I’ve never been to New Orleans and learned what little I know about the culture from HBO’s Treme. I do like jazz though. Now some jazz is inaccessible like abstract philosophy. You can only listen to it from a distance and wonder (in awe or repulsion) about what’s really going on. But play a Benny Goodman record and picture a cobbled street with decaying houses on either side and musicians playing despite the hardship and trial and you’ll soon weave poetry to the rhythm of the clarinet rushing in and slowly fading like an incandescent idea that erupts into stream of consciousness before  evaporating. I can see them now, under a blue sky, playing that old ragtime, creating those classic, tap-your-feet mellow melodies laced with a tinge of melancholia. Artists, just like you and me, struggling, moody and barely functional. Artists, given to booze, cigarettes and the occasional spliff, and a part of me just wants to watch them in solidarity and say, ‘The rum’s on me! To fucking peace on earth while the music still plays. To cigarette-scarred dry throats and husky voices. To sexy alto-saxophones and odd time signatures. To the little beauty left while the music still plays.’

© Nitin Lalit Murali (2018)

For What Pegman Saw: New Orleans, Louisiana

18 responses

    • Thank you Lynn. I like some cool jazz but that’s as modern as it gets. The experimental stuff is atonal and lacks melody. It’s not stuff you can keep beat to. It’s just way out there.

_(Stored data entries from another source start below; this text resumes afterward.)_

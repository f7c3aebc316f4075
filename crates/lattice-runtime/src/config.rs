//! Run configuration.

use std::time::Duration;

use lattice_rule::{RuleTable, Seed};
use lattice_topology::{BoundaryPolicy, TopologyError};

use crate::error::{Error, Result};

/// Configuration for one lattice run.
///
/// Every limit the runtime observes lives here; nothing is read from
/// process-wide defaults once a [`Lattice`](crate::Lattice) is built.
#[derive(Debug, Clone)]
pub struct LatticeConfig {
    /// Number of positions (at least 1).
    pub size: usize,

    /// Rule number, validated to 0..=255.
    pub rule: u32,

    /// Initial pattern, position 0 first.
    pub seed: Seed,

    /// Number of generations to produce after the seed row.
    pub generations: u64,

    /// Worker thread hint for the hosting runtime. Does not affect results.
    pub parallelism: Option<usize>,

    /// Boundary handling.
    pub boundary: BoundaryPolicy,

    /// Longest the barrier waits for the next output before declaring a stall.
    /// `None` waits indefinitely.
    pub stall_timeout: Option<Duration>,

    /// Upper bound of the random delay inserted before each publish and read.
    pub jitter: Option<Duration>,

    /// Seed for the per-actor jitter generators.
    pub jitter_seed: u64,

    /// Record every release and collection in order.
    pub record_trace: bool,

    /// Collect lock-step and mailbox counters.
    pub telemetry: bool,
}

impl Default for LatticeConfig {
    fn default() -> Self {
        Self {
            size: 32,
            rule: 30,
            seed: Seed::from_integer(1 << 16),
            generations: 30,
            parallelism: None,
            boundary: BoundaryPolicy::ZeroPadded,
            stall_timeout: None,
            jitter: None,
            jitter_seed: 0,
            record_trace: false,
            telemetry: false,
        }
    }
}

impl LatticeConfig {
    /// Create a config for the given lattice, rule, seed and generation limit.
    #[must_use]
    pub fn new(size: usize, rule: u32, seed: Seed, generations: u64) -> Self {
        Self {
            size,
            rule,
            seed,
            generations,
            ..Default::default()
        }
    }

    #[must_use]
    pub fn with_boundary(mut self, boundary: BoundaryPolicy) -> Self {
        self.boundary = boundary;
        self
    }

    #[must_use]
    pub fn with_parallelism(mut self, workers: usize) -> Self {
        self.parallelism = Some(workers);
        self
    }

    #[must_use]
    pub fn with_stall_timeout(mut self, timeout: Duration) -> Self {
        self.stall_timeout = Some(timeout);
        self
    }

    /// Randomize scheduling with delays up to `max`, reproducible via `seed`.
    #[must_use]
    pub fn with_jitter(mut self, max: Duration, seed: u64) -> Self {
        self.jitter = Some(max);
        self.jitter_seed = seed;
        self
    }

    #[must_use]
    pub fn with_trace(mut self) -> Self {
        self.record_trace = true;
        self
    }

    #[must_use]
    pub fn with_telemetry(mut self) -> Self {
        self.telemetry = true;
        self
    }

    /// Defaults overlaid with `LATTICE_SIZE`, `LATTICE_RULE`, `LATTICE_SEED`,
    /// `LATTICE_GENERATIONS` and `LATTICE_PARALLELISM`.
    pub fn from_env() -> Result<Self> {
        let mut config = Self::default();
        if let Some(size) = env_value("LATTICE_SIZE")? {
            config.size = size;
        }
        if let Some(rule) = env_value("LATTICE_RULE")? {
            config.rule = rule;
        }
        if let Some(seed) = env_value::<Seed>("LATTICE_SEED")? {
            config.seed = seed;
        }
        if let Some(generations) = env_value("LATTICE_GENERATIONS")? {
            config.generations = generations;
        }
        if let Some(workers) = env_value("LATTICE_PARALLELISM")? {
            config.parallelism = Some(workers);
        }
        Ok(config)
    }

    /// Reject out-of-range values instead of letting them wrap.
    pub fn validate(&self) -> Result<()> {
        if self.size == 0 {
            return Err(TopologyError::EmptyLattice.into());
        }
        RuleTable::from_number(self.rule)?;
        self.seed.expand(self.size)?;
        if self.stall_timeout == Some(Duration::ZERO) {
            return Err(Error::InvalidConfig("stall timeout must be non-zero".into()));
        }
        if self.parallelism == Some(0) {
            return Err(Error::InvalidConfig("parallelism must be at least 1".into()));
        }
        Ok(())
    }
}

fn env_value<T>(key: &str) -> Result<Option<T>>
where
    T: std::str::FromStr,
    T::Err: std::fmt::Display,
{
    match std::env::var(key) {
        Ok(raw) => raw
            .trim()
            .parse()
            .map(Some)
            .map_err(|e| Error::InvalidConfig(format!("{key}={raw:?}: {e}"))),
        Err(std::env::VarError::NotPresent) => Ok(None),
        Err(e) => Err(Error::InvalidConfig(format!("{key}: {e}"))),
    }
}

#[cfg(test)]
mod tests {
    use super::*;
    use lattice_rule::RuleError;

    #[test]
    fn defaults_match_reference_run() {
        let config = LatticeConfig::default();
        assert_eq!(config.size, 32);
        assert_eq!(config.rule, 30);
        assert_eq!(config.generations, 30);
        assert_eq!(config.seed, Seed::single(16));
        assert!(config.validate().is_ok());
    }

    #[test]
    fn rule_above_255_fails_fast() {
        let config = LatticeConfig::new(8, 256, Seed::default(), 1);
        assert!(matches!(
            config.validate(),
            Err(Error::Rule(RuleError::RuleOutOfRange(256)))
        ));
    }

    #[test]
    fn empty_lattice_fails_fast() {
        let config = LatticeConfig::new(0, 30, Seed::default(), 1);
        assert!(matches!(
            config.validate(),
            Err(Error::Topology(TopologyError::EmptyLattice))
        ));
    }

    #[test]
    fn seed_wider_than_lattice_fails_fast() {
        let config = LatticeConfig::new(4, 30, Seed::single(4), 1);
        assert!(matches!(
            config.validate(),
            Err(Error::Rule(RuleError::SeedOverflow { bit: 4, width: 4 }))
        ));
    }

    #[test]
    fn zero_limits_rejected() {
        let config = LatticeConfig::default().with_stall_timeout(Duration::ZERO);
        assert!(matches!(config.validate(), Err(Error::InvalidConfig(_))));

        let config = LatticeConfig::default().with_parallelism(0);
        assert!(matches!(config.validate(), Err(Error::InvalidConfig(_))));
    }

    #[test]
    fn builders_compose() {
        let config = LatticeConfig::new(5, 90, Seed::single(2), 3)
            .with_boundary(BoundaryPolicy::Ring)
            .with_jitter(Duration::from_micros(50), 7)
            .with_trace()
            .with_telemetry();
        assert_eq!(config.boundary, BoundaryPolicy::Ring);
        assert_eq!(config.jitter, Some(Duration::from_micros(50)));
        assert_eq!(config.jitter_seed, 7);
        assert!(config.record_trace && config.telemetry);
    }
}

      • Very true! I remember hearing some Thelonius Monk once – wow, was that a hard listen. Now, a bit of Ella, Billie or Nina Simone, or Louis Armstrong … :)

  1. Your story starts very quietly and then crescendos, becoming steadily louder. You use some clever devices – for example, the sentence that begins “But play a Benny Goodman record…” where the sentence structure starts to look very like the stream of consciousness it is describing. (It isn’t of course; you’ve crafted it very carefully). And then you continue the crescendo with the full ensemble playing as you write “Artists, given to booze, cigarettes and the occasional spliff, and a part of me just wants to watch them in solidarity and say, ‘The rum’s on me! To fucking peace on earth while the music still plays. To cigarette-scarred dry throats and husky voices. To sexy alto-saxophones and odd time signatures. To the little beauty left while the music still plays.’”
    And we, the audience, rise to our feet and applaud!
    Well done!
    Fucking good!

    • Thank you so much for such a thoughtful and lovely comment. That made my day! I happened to be listening to Benny Goodman when I wrote this and the clarinet weaving into the melody gave me the stream of consciousness idea. Music affects my writing. The mood and tone of the pieces I write always depend on the music I’m listening to at that moment. Thank you again.

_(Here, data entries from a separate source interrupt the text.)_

//! lattice - run an elementary cellular automaton with one actor per cell
//!
//! Usage:
//!   lattice --size 64 --rule 110 --seed 0x1 --generations 40
//!   lattice --row 0001000 --rule 30 --format blocks
//!   lattice --boundary ring --format json
//!
//! Unset flags fall back to `LATTICE_*` environment variables, then to the
//! built-in defaults. Snapshots go to stdout, logs to stderr.

mod render;

use std::io::{self, BufWriter};
use std::time::Duration;

use anyhow::Context;
use clap::Parser;
use lattice_runtime::{BoundaryPolicy, Lattice, LatticeConfig, Row, Seed};
use tracing::{info, warn};
use tracing_subscriber::{layer::SubscriberExt, util::SubscriberInitExt, EnvFilter};

use render::{Format, Renderer};

#[derive(Debug, Parser)]
#[command(name = "lattice", version, about = "Elementary cellular automaton on an actor runtime")]
struct Args {
    /// Number of cells
    #[arg(short = 'n', long)]
    size: Option<usize>,

    /// Wolfram rule number (0-255)
    #[arg(short, long)]
    rule: Option<u32>,

    /// Seed integer, bit i is position i (`65536`, `0x10000`, `0b101`)
    #[arg(short, long, conflicts_with = "row")]
    seed: Option<Seed>,

    /// Explicit seed row, left to right (`0010100`). Sets the size if
    /// `--size` is absent.
    #[arg(long)]
    row: Option<Row>,

    /// Generations to compute after the seed
    #[arg(short, long)]
    generations: Option<u64>,

    /// Worker threads for the runtime
    #[arg(short = 'j', long)]
    parallelism: Option<usize>,

    /// Edge handling: `zero` or `ring`
    #[arg(long)]
    boundary: Option<BoundaryPolicy>,

    /// Fail if a generation is not collected within this many milliseconds
    #[arg(long)]
    stall_timeout_ms: Option<u64>,

    /// Output format
    #[arg(short, long, value_enum, default_value_t = Format::Digits)]
    format: Format,
}

impl Args {
    /// Overlay the flags onto an environment-derived config.
    fn apply(self, mut config: LatticeConfig) -> LatticeConfig {
        if let Some(row) = self.row {
            if self.size.is_none() {
                config.size = row.len();
            }
            config.seed = Seed::from(row);
        }
        if let Some(seed) = self.seed {
            config.seed = seed;
        }
        if let Some(size) = self.size {
            config.size = size;
        }
        if let Some(rule) = self.rule {
            config.rule = rule;
        }
        if let Some(generations) = self.generations {
            config.generations = generations;
        }
        if let Some(workers) = self.parallelism {
            config.parallelism = Some(workers);
        }
        if let Some(boundary) = self.boundary {
            config.boundary = boundary;
        }
        if let Some(ms) = self.stall_timeout_ms {
            config.stall_timeout = Some(Duration::from_millis(ms));
        }
        config
    }
}

fn main() -> anyhow::Result<()> {
    let args = Args::parse();

    tracing_subscriber::registry()
        .with(
            EnvFilter::try_from_default_env()
                .unwrap_or_else(|_| "lattice=info,lattice_runtime=info".into()),
        )
        .with(tracing_subscriber::fmt::layer().with_writer(io::stderr))
        .init();

    let format = args.format;
    let config = args.apply(LatticeConfig::from_env().context("reading LATTICE_* environment")?);

    let mut builder = tokio::runtime::Builder::new_multi_thread();
    if let Some(workers) = config.parallelism.filter(|&w| w > 0) {
        builder.worker_threads(workers);
    }
    let runtime = builder.enable_all().build().context("building tokio runtime")?;

    runtime.block_on(run(config, format))
}

async fn run(config: LatticeConfig, format: Format) -> anyhow::Result<()> {
    let lattice = Lattice::new(config).context("invalid lattice configuration")?;

    let cancel = lattice.cancellation_token();
    tokio::spawn(async move {
        if tokio::signal::ctrl_c().await.is_ok() {
            warn!("Interrupted, cancelling run");
            cancel.cancel();
        }
    });

    let mut renderer = Renderer::new(format, BufWriter::new(io::stdout()));
    renderer.header(lattice.rule(), lattice.seed())?;

    let summary = lattice.run(&mut renderer).await?;
    renderer.finish().context("writing snapshots")?;

    info!(generations = summary.generations, "Run complete");
    Ok(())
}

  2. But play a Benny Goodman record and picture a cobbled street with decaying houses on either side and musicians playing despite the hardship and trial and you’ll soon weave poetry to the rhythm of the clarinet rushing in and slowly fading like an incandescent idea that erupts into stream of consciousness before evaporating. Wow!!!! The rhythm in this sentence alone is stunning! Well done, my friend. Excellent piece.

  3. Nice irreverent ode to Jazz.

    I love the voice on this one, very much the hard-luck music enthusiast, kind of like an Anthony Bourdain of music.

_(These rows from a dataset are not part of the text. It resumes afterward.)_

//! Lattice Rules
//!
//! Elementary (one-dimensional, radius-1, binary) cellular automaton rules.
//!
//! # Neighborhood Codes
//!
//! A cell's next state depends on three bits: its left neighbor, itself and
//! its right neighbor. Concatenated MSB-first they form a code in `0..8`:
//!
//! ```text
//! code = left << 2 | center << 1 | right
//! ```
//!
//! # Rule Numbers
//!
//! Wolfram's numbering packs the eight outcomes into one byte: bit `i` of the
//! rule number is the next state for neighborhood code `i`. Rule 30 is
//! `0b0001_1110`, so codes 1 through 4 produce a live cell.
//!
//! # Seeds
//!
//! A [`Seed`] is the initial bit pattern, least-significant bit at position 0,
//! zero-extended to the lattice width.

mod error;
mod seed;
mod state;
mod table;

pub use error::RuleError;
pub use seed::{Row, Seed, ROW_PREFIX};
pub use state::{CellState, NeighborhoodCode};
pub use table::RuleTable;

/// Number of distinct radius-1 neighborhoods.
pub const NEIGHBORHOODS: usize = 8;

/// Largest valid rule number.
pub const MAX_RULE: u32 = 255;

// One rule bit per neighborhood: the rule number fits in a byte.
const _: () = assert!(NEIGHBORHOODS == u8::BITS as usize);

#[cfg(test)]
mod tests {
    use super::*;

    #[test]
    fn rule_30_regression_row() {
        let table = RuleTable::new(30);
        let row: Row = "00100".parse().unwrap();

        let next: Vec<u8> = (0..row.len())
            .map(|i| {
                let left = if i == 0 { CellState::Dead } else { row[i - 1] };
                let right = row.get(i + 1).copied().unwrap_or(CellState::Dead);
                table.next_state(NeighborhoodCode::from_cells(left, row[i], right)).bit()
            })
            .collect();

        assert_eq!(next, vec![0, 1, 1, 1, 0]);
    }
}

    The superlong sentence in the middle does give the feel of a jazzy melody winding in and out. Even the lack of paragraphs seems to pay homage to the music style: bewildering, delightful, enclosing parentheses within parentheses, meandering, indivisible.

    Love his toast at the end!

    • Thank you so much for such a beautiful comment. Music tends to shape the mood, tone and structure of my writing. Say I’m listening to Grunge, then I’ll probably write something riddled with angst. I was listening to Benny Goodman when I wrote this piece and I guess it turned into a jazzy melody itself. The tough-luck style comes from a deeper, introspective place though.

      Cheers!

  4. This reads like dining on a fine meal prepared by Janette Desautel, while being serenaded by Antoine Batiste. Thanks for this wonderful piece!

    signed,

    A fellow Treme fan

    • Haha. I love your comment. If Pegman goes back to New Orleans, I’ll write an ode to cuisine or a tribute to Janette Desautel. Wendell Pierce, on the other hand, is such a good actor. I remember first watching him on The Wire (another favourite show of mine) and his friendship with the reckless McNulty is one of my favourite bits.